Art. 232. Os índios, suas comunidades e organizações são partes legítimas para ingressar em juízo em defesa de seus direitos e interesses, intervindo o Ministério Público em todos os atos do processo.

A atuação do movimento indígena foi e é importante para garantir direitos destes povos e para pôr fim à política indigenista tutelar, paternalista e autoritária que acontecia quando o Estado, por meio do Serviço de Proteção ao Índio (SPI) e da Fundação Nacional do Índio (FUNAI), queria conduzir toda a vida indígena.

Para assistir...

Constituição de 1988 Direitos Indígenas:

Para relembrar a luta pelos direitos indígenas na Assembleia Constituinte, assista ao vídeo de Ailton Krenak.

Fonte: Youtube.

Exemplos de protagonismo indígena em movimentos sociais indígenas.

Alguns exemplos do protagonismo indígena em movimentos sociais indígenas são:

  • Acampamento Terra Livre;
  • Marcha das Mulheres Indígenas;
  • FOIRN (Federação das Organizações Indígenas do Rio Negro);
  • HUTUKARA (organização indígena dos povos Yanomami e Ye’kuana);
  • Aty Guasu (Grande Assembleia dos povos Guarani e Kaiowá);
  • Comissão Guarani Yvyrupa (organização das lideranças guarani do sul e sudeste do Brasil);
  • Kuñangue Aty Guasu (Grande Assembleia das Mulheres Kaiowá e Guarani no Cone Sul de Mato Grosso Do Sul);
  • ANMIGA (Articulação Nacional das Mulheres Indígenas Guerreiras da Ancestralidade);
  • APOINME (Articulação dos Povos e Organizações Indígenas do Nordeste, Minas Gerais e Espírito Santo);
  • ARPINSUL (Articulação dos Povos Indígenas do Sul);
  • Conselho do Povo Terena;
  • Coordenação das Organizações Indígenas da Amazônia (COIAB);
  • APIB (Articulação dos Povos Indígenas do Brasil);
  • entre outros.

Durante a pandemia de COVID-19, essas organizações indígenas apoiaram lideranças locais em diversas estratégias para enfrentar a pandemia, com a construção de barreiras sanitárias, distribuição de máscaras, distribuição de caixas d’água, distribuição de alimentos, entre outras ações.

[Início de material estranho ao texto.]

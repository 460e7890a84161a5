use super::*;

#[test]
fn trims_surrounding_blanks() {
    assert_eq!(parse_partial_name("  foo  "), Some("foo"));
    assert_eq!(parse_partial_name("\tfoo\r\n"), Some("foo"));
}

#[test]
fn blank_name_is_rejected() {
    assert_eq!(parse_partial_name("   "), None);
    assert_eq!(parse_partial_name(""), None);
    assert_eq!(parse_partial_name("\n\t"), None);
}

#[test]
fn punctuation_and_inner_spaces_are_kept() {
    assert_eq!(
        parse_partial_name(" ../shared/header.mustache "),
        Some("../shared/header.mustache")
    );
    assert_eq!(parse_partial_name(" two words "), Some("two words"));
}

#[test]
fn non_blank_unicode_whitespace_is_kept() {
    // U+00A0 is not a tag blank.
    assert_eq!(parse_partial_name("\u{a0}x "), Some("\u{a0}x"));
}
use super::*;
use crate::{TokenKind, TokenizeErrorKind};
use pretty_assertions::assert_eq;
use stache_lexer_core::Span;

fn text_token(text: &str) -> Token {
    Token::new(
        TokenKind::Text(text.to_owned()),
        1,
        Span::new(0, 1),
        TemplateId::anonymous(),
    )
}

fn sample_error() -> TokenizeError {
    TokenizeError::new(
        TokenizeErrorKind::EmptyTag,
        4,
        Span::new(8, 12),
        TemplateId::new("t"),
    )
}

// === Default Methods ===

struct Silent;

impl TokenizerDelegate for Silent {}

#[test]
fn default_delegate_keeps_scanning() {
    let mut delegate = Silent;
    assert!(delegate.on_token(text_token("x")));
    delegate.on_tokenize_error(sample_error());
}

#[derive(Default)]
struct ErrorRecorder {
    calls: Vec<(u32, String, String)>,
}

impl TokenizerDelegate for ErrorRecorder {
    fn on_error(&mut self, line: u32, template_id: &TemplateId, description: &str) {
        self.calls
            .push((line, template_id.to_string(), description.to_owned()));
    }
}

#[test]
fn structured_error_forwards_to_on_error() {
    let mut delegate = ErrorRecorder::default();
    delegate.on_tokenize_error(sample_error());
    assert_eq!(
        delegate.calls,
        vec![(4, "t".to_owned(), "Empty tag".to_owned())]
    );
}

// === FnDelegate ===

#[test]
fn fn_delegate_forwards_both_callbacks() {
    let mut seen = Vec::new();
    let mut errors = Vec::new();
    {
        let mut delegate = FnDelegate::new(
            Some(|token: Token| {
                seen.push(token);
                false
            }),
            Some(|line: u32, _: &TemplateId, description: &str| {
                errors.push((line, description.to_owned()));
            }),
        );
        assert!(!delegate.on_token(text_token("a")));
        delegate.on_tokenize_error(sample_error());
    }
    assert_eq!(seen.len(), 1);
    assert_eq!(errors, vec![(4, "Empty tag".to_owned())]);
}

#[test]
fn fn_delegate_without_token_callback_continues() {
    let mut errors = 0;
    let mut delegate = FnDelegate::errors(|_: u32, _: &TemplateId, _: &str| errors += 1);
    assert!(delegate.on_token(text_token("a")));
    delegate.on_tokenize_error(sample_error());
    drop(delegate);
    assert_eq!(errors, 1);
}

#[test]
fn fn_delegate_without_error_callback_ignores_errors() {
    let mut count = 0;
    let mut delegate = FnDelegate::tokens(|_: Token| {
        count += 1;
        true
    });
    assert!(delegate.on_token(text_token("a")));
    delegate.on_tokenize_error(sample_error());
    drop(delegate);
    assert_eq!(count, 1);
}

// === TokenCollector ===

#[test]
fn collector_buffers_tokens() {
    let mut collector = TokenCollector::new();
    assert!(collector.on_token(text_token("a")));
    assert!(collector.on_token(text_token("b")));
    assert_eq!(collector.tokens().len(), 2);
    assert!(collector.error().is_none());
    assert_eq!(collector.into_result().map(|t| t.len()), Ok(2));
}

#[test]
fn collector_keeps_error() {
    let mut collector = TokenCollector::new();
    collector.on_token(text_token("a"));
    collector.on_tokenize_error(sample_error());
    assert_eq!(collector.error().map(|e| e.kind), Some(TokenizeErrorKind::EmptyTag));
    assert_eq!(collector.into_result(), Err(sample_error()));
}
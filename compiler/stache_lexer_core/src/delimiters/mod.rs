//! The open/close marker pair bounding tags.

use std::fmt;

/// Default open marker.
const DEFAULT_OPEN: &str = "{{";
/// Default close marker.
const DEFAULT_CLOSE: &str = "}}";

/// Current tag markers.
///
/// Both markers are non-empty. A set-delimiter tag replaces the whole pair;
/// the replacement stays in effect for the rest of the scan.
#[derive(Clone, Debug, PartialEq, Eq, Hash)]
pub struct DelimiterPair {
    open: String,
    close: String,
}

impl DelimiterPair {
    /// Create a pair, rejecting empty markers.
    pub fn new(open: impl Into<String>, close: impl Into<String>) -> Option<Self> {
        let open = open.into();
        let close = close.into();
        if open.is_empty() || close.is_empty() {
            return None;
        }
        Some(Self { open, close })
    }

    /// Parse the inner text of a set-delimiter tag, `=` markers included.
    ///
    /// `"=<% %>="` yields `<%`/`%>`. The text must start and end with `=`
    /// and hold exactly two whitespace-separated fragments in between.
    /// Fragments are not otherwise validated: `=a= b=` is accepted and the
    /// odd markers surface later as unmatched tags.
    pub fn from_set_delimiter_tag(inner: &str) -> Option<Self> {
        let body = inner.strip_prefix('=')?.strip_suffix('=')?;
        let mut fragments = body.split_whitespace();
        let open = fragments.next()?;
        let close = fragments.next()?;
        if fragments.next().is_some() {
            return None;
        }
        Some(Self {
            open: open.to_owned(),
            close: close.to_owned(),
        })
    }

    /// The open marker.
    #[inline]
    pub fn open(&self) -> &str {
        &self.open
    }

    /// The close marker.
    #[inline]
    pub fn close(&self) -> &str {
        &self.close
    }
}

impl Default for DelimiterPair {
    fn default() -> Self {
        Self {
            open: DEFAULT_OPEN.to_owned(),
            close: DEFAULT_CLOSE.to_owned(),
        }
    }
}

impl fmt::Display for DelimiterPair {
    fn fmt(&self, f: &mut fmt::Formatter<'_>) -> fmt::Result {
        write!(f, "{} {}", self.open, self.close)
    }
}
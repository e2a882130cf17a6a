//! Weighted median-cut palette reduction.
//!
//! Distinct colors and their pixel counts are laid out in one buffer. Each
//! [`ColorBox`] owns a contiguous range of that buffer, so splitting a box is a
//! sort of its range followed by a cut; no colors are copied. Boxes live in a
//! flat arena and are split in a fixed order:
//!
//! * the box to split is the splittable one (two or more distinct colors) with
//!   the largest `weight * widest channel range`; ties go to the lowest arena
//!   index,
//! * the split channel is the one with the largest range, preferring red, then
//!   green, then blue on ties,
//! * the cut falls after the first color (ordered by channel value, then r, g, b)
//!   at which the running weight reaches half of the box weight.
//!
//! The left half takes the parent's slot in the arena and the right half is
//! appended, which keeps the resulting palette order reproducible.

use crate::aggregator::ColorCount;
use crate::image_processor::Pixel;
use log::{debug, info, warn};
use rgb::RGB8;
use std::collections::HashMap;
use thiserror::Error;

#[derive(Error, Debug, Clone, PartialEq, Eq)]
pub enum QuantizeError {
    #[error("color weights overflowed while summing a box")]
    WeightOverflow,

    #[error("cannot split a box holding {0} color(s)")]
    DegenerateSplit(usize),

    #[error("box has no pixel weight")]
    EmptyBox,

    #[error("color {0:?} has no representative")]
    UnmappedColor(Pixel),
}

/// Outcome of a quantization request.
#[derive(Debug, Clone, PartialEq)]
pub enum Quantization {
    /// Palette size 0: canonical colors are used as they are.
    Disabled,
    Mapped(ColorMapping),
    /// Quantization failed; canonical colors are used instead.
    Fallback(QuantizeError),
}

impl Quantization {
    pub fn mapping(&self) -> Option<&ColorMapping> {
        match self {
            Quantization::Mapped(mapping) => Some(mapping),
            _ => None,
        }
    }

    pub fn is_fallback(&self) -> bool {
        matches!(self, Quantization::Fallback(_))
    }
}

/// Maps every distinct input color to a representative palette color.
#[derive(Debug, Clone, PartialEq)]
pub struct ColorMapping {
    palette: Vec<Pixel>,
    map: HashMap<Pixel, Pixel>,
}

impl ColorMapping {
    pub fn identity(colors: impl IntoIterator<Item = Pixel>) -> Self {
        let palette: Vec<Pixel> = colors.into_iter().collect();
        let map = palette.iter().map(|&c| (c, c)).collect();
        Self { palette, map }
    }

    /// Representative colors in box order. May contain duplicates when two
    /// boxes average to the same color.
    pub fn palette(&self) -> &[Pixel] {
        &self.palette
    }

    pub fn map(&self, color: Pixel) -> Option<Pixel> {
        self.map.get(&color).copied()
    }

    pub fn is_identity(&self) -> bool {
        self.map.iter().all(|(from, to)| from == to)
    }

    pub fn apply(&self, pixels: &[Pixel]) -> Result<Vec<Pixel>, QuantizeError> {
        pixels
            .iter()
            .map(|&p| self.map(p).ok_or(QuantizeError::UnmappedColor(p)))
            .collect()
    }

    /// Re-aggregate counts under the mapping. First-encountered order of the
    /// result matches what counting the mapped pixel sequence would give.
    pub fn remap_counts(&self, counts: &ColorCount) -> Result<ColorCount, QuantizeError> {
        let mut remapped = ColorCount::new();
        for (color, count) in counts.iter() {
            let target = self.map(color).ok_or(QuantizeError::UnmappedColor(color))?;
            remapped.add_n(target, count);
        }
        Ok(remapped)
    }
}

#[derive(Debug, Clone, Copy, PartialEq, Eq)]
struct ColorBox {
    start: usize,
    end: usize,
    weight: u64,
    min: [u8; 3],
    max: [u8; 3],
}

fn channel(color: Pixel, ch: usize) -> u8 {
    match ch {
        0 => color.r,
        1 => color.g,
        _ => color.b,
    }
}

impl ColorBox {
    fn new(entries: &[(Pixel, u64)], start: usize, end: usize) -> Result<Self, QuantizeError> {
        let mut weight = 0u64;
        let mut min = [u8::MAX; 3];
        let mut max = [u8::MIN; 3];
        for &(color, count) in &entries[start..end] {
            weight = weight
                .checked_add(count)
                .ok_or(QuantizeError::WeightOverflow)?;
            for ch in 0..3 {
                min[ch] = min[ch].min(channel(color, ch));
                max[ch] = max[ch].max(channel(color, ch));
            }
        }
        Ok(Self {
            start,
            end,
            weight,
            min,
            max,
        })
    }

    fn len(&self) -> usize {
        self.end - self.start
    }

    fn is_splittable(&self) -> bool {
        self.len() > 1
    }

    fn range(&self, ch: usize) -> u8 {
        self.max[ch] - self.min[ch]
    }

    fn widest_channel(&self) -> usize {
        let mut best = 0;
        for ch in 1..3 {
            if self.range(ch) > self.range(best) {
                best = ch;
            }
        }
        best
    }

    fn score(&self) -> u64 {
        self.weight
            .saturating_mul(self.range(self.widest_channel()) as u64)
    }
}

/// Index of the next box to split, or `None` when every box holds one color.
fn select_box(boxes: &[ColorBox]) -> Option<usize> {
    let mut best: Option<(usize, u64)> = None;
    for (i, b) in boxes.iter().enumerate() {
        if !b.is_splittable() {
            continue;
        }
        let score = b.score();
        match best {
            Some((_, s)) if s >= score => {}
            _ => best = Some((i, score)),
        }
    }
    best.map(|(i, _)| i)
}

fn split_box(
    entries: &mut [(Pixel, u64)],
    b: ColorBox,
) -> Result<(ColorBox, ColorBox), QuantizeError> {
    if !b.is_splittable() {
        return Err(QuantizeError::DegenerateSplit(b.len()));
    }

    let ch = b.widest_channel();
    let slice = &mut entries[b.start..b.end];
    slice.sort_by_key(|&(c, _)| (channel(c, ch), c.r, c.g, c.b));

    let mut running = 0u64;
    let mut cut = slice.len();
    for (i, &(_, count)) in slice.iter().enumerate() {
        running += count;
        if running.saturating_mul(2) >= b.weight {
            cut = i + 1;
            break;
        }
    }
    let cut = cut.clamp(1, slice.len() - 1);

    let left = ColorBox::new(entries, b.start, b.start + cut)?;
    let right = ColorBox::new(entries, b.start + cut, b.end)?;
    Ok((left, right))
}

/// Count-weighted mean of a box, rounded to nearest per channel.
fn weighted_average(entries: &[(Pixel, u64)]) -> Result<Pixel, QuantizeError> {
    let mut sums = [0u64; 3];
    let mut weight = 0u64;
    for &(color, count) in entries {
        for (ch, sum) in sums.iter_mut().enumerate() {
            let term = (channel(color, ch) as u64)
                .checked_mul(count)
                .ok_or(QuantizeError::WeightOverflow)?;
            *sum = sum.checked_add(term).ok_or(QuantizeError::WeightOverflow)?;
        }
        weight = weight
            .checked_add(count)
            .ok_or(QuantizeError::WeightOverflow)?;
    }
    if weight == 0 {
        return Err(QuantizeError::EmptyBox);
    }

    let avg = |sum: u64| ((sum + weight / 2) / weight).min(255) as u8;
    Ok(RGB8::new(avg(sums[0]), avg(sums[1]), avg(sums[2])))
}

/// Reduce weighted distinct colors to at most `max_colors` representatives.
pub fn median_cut(
    histogram: &[(Pixel, u64)],
    max_colors: usize,
) -> Result<ColorMapping, QuantizeError> {
    let mut entries = histogram.to_vec();
    if entries.is_empty() || max_colors == 0 {
        return Ok(ColorMapping::identity(Vec::new()));
    }

    let mut boxes = Vec::with_capacity(max_colors);
    boxes.push(ColorBox::new(&entries, 0, entries.len())?);

    while boxes.len() < max_colors {
        let Some(idx) = select_box(&boxes) else {
            break;
        };
        let (left, right) = split_box(&mut entries, boxes[idx])?;
        debug!(
            "split box {} ({} colors, weight {}) into {} + {}",
            idx,
            boxes[idx].len(),
            boxes[idx].weight,
            left.len(),
            right.len()
        );
        boxes[idx] = left;
        boxes.push(right);
    }

    let mut palette = Vec::with_capacity(boxes.len());
    let mut map = HashMap::with_capacity(entries.len());
    for b in &boxes {
        let members = &entries[b.start..b.end];
        let representative = weighted_average(members)?;
        palette.push(representative);
        for &(color, _) in members {
            map.insert(color, representative);
        }
    }

    Ok(ColorMapping { palette, map })
}

/// Build a mapping for already-counted colors. `max_colors == 0` disables
/// quantization; faults are returned as [`Quantization::Fallback`].
pub fn quantize_counts(counts: &ColorCount, max_colors: usize) -> Quantization {
    if max_colors == 0 {
        return Quantization::Disabled;
    }

    if counts.len() <= max_colors {
        info!(
            "{} distinct colors fit a palette of {}; quantization is a no-op",
            counts.len(),
            max_colors
        );
        return Quantization::Mapped(ColorMapping::identity(
            counts.iter().map(|(color, _)| color),
        ));
    }

    match median_cut(counts.entries(), max_colors) {
        Ok(mapping) => {
            info!(
                "reduced {} distinct colors to a palette of {}",
                counts.len(),
                mapping.palette().len()
            );
            Quantization::Mapped(mapping)
        }
        Err(e) => {
            warn!("quantization failed, using unquantized colors: {}", e);
            Quantization::Fallback(e)
        }
    }
}

/// Quantize a canonical pixel sequence to at most `max_colors` colors.
pub fn quantize(pixels: &[Pixel], max_colors: usize) -> Quantization {
    if max_colors == 0 {
        return Quantization::Disabled;
    }
    let counts: ColorCount = pixels.iter().copied().collect();
    quantize_counts(&counts, max_colors)
}

/// Quantize a pixel sequence and return the mapped pixels. On failure the
/// input pixels come back unchanged together with the fallback reason.
pub fn quantize_pixels(pixels: Vec<Pixel>, max_colors: usize) -> (Vec<Pixel>, Quantization) {
    let outcome = quantize(&pixels, max_colors);
    apply_quantization(pixels, outcome)
}

/// Map `pixels` through the outcome of [`quantize`]. Anything other than a
/// non-identity mapping passes the pixels through.
pub fn apply_quantization(pixels: Vec<Pixel>, outcome: Quantization) -> (Vec<Pixel>, Quantization) {
    let applied = match &outcome {
        Quantization::Mapped(mapping) if !mapping.is_identity() => Some(mapping.apply(&pixels)),
        _ => None,
    };

    match applied {
        None => (pixels, outcome),
        Some(Ok(quantized)) => (quantized, outcome),
        Some(Err(e)) => {
            warn!("quantization failed, using unquantized colors: {}", e);
            (pixels, Quantization::Fallback(e))
        }
    }
}

/// Quantize and re-aggregate counts in one step. On failure the input counts
/// are handed back unchanged together with the fallback reason.
pub fn quantize_color_count(counts: ColorCount, max_colors: usize) -> (ColorCount, Quantization) {
    let outcome = quantize_counts(&counts, max_colors);
    let remapped = match &outcome {
        Quantization::Mapped(mapping) if !mapping.is_identity() => {
            Some(mapping.remap_counts(&counts))
        }
        _ => None,
    };

    match remapped {
        None => (counts, outcome),
        Some(Ok(quantized)) => (quantized, outcome),
        Some(Err(e)) => {
            warn!("quantization failed, using unquantized colors: {}", e);
            (counts, Quantization::Fallback(e))
        }
    }
}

O protagonismo indígena se refere, portanto, a fazer suas escolhas, traçar os rumos de sua história, decidirem as transformações culturais que desejam de forma autônoma, ou seja, sem políticas de tutela ou imposições externas.

Essa escolha está em muitas narrativas dos antepassados dos povos indígenas, quando, por exemplo, alguns grupos indígenas fizeram escolhas culturais no início do mundo, no momento de sua criação, o que aponta para a autonomia e protagonismo desses povos desde a origem do mundo.

Saiba mais...
Ilustração do povo yudajá. Na imagem, dois indígenas em posição lateral conversam entre si. O indígena da esquerda possui um adereço de cabeça vermelho e faixas brancas na cintura, joelhos e tornozelos, além de uma tira vermelha no braço direito. Seus cabelos são pretos e uma longa trança, amarrada por tiras brancas, vai até a altura da cintura. Ele segura uma espiga de milho na mão esquerda, que está abaixada, e oferece algo com a mão direita. Sua perna esquerda está ligeiramente à frente da direita. O indígena da direita não possui adereços e seu corpo está nu, mas também possui o cabelo trançado longo com tiras brancas. Seus braços estão abaixados. Os dois personagens estão pisando em solo de cor amarronzada, rodeado por árvores verdes. À direita, há uma planta menor no chão, de folhas longas e pontiagudas. Abaixo dela, o nome do artista.
Fonte: Oficina de saúde bucal do Projeto Xingu/Unifesp/Colgate Nativo, 2005.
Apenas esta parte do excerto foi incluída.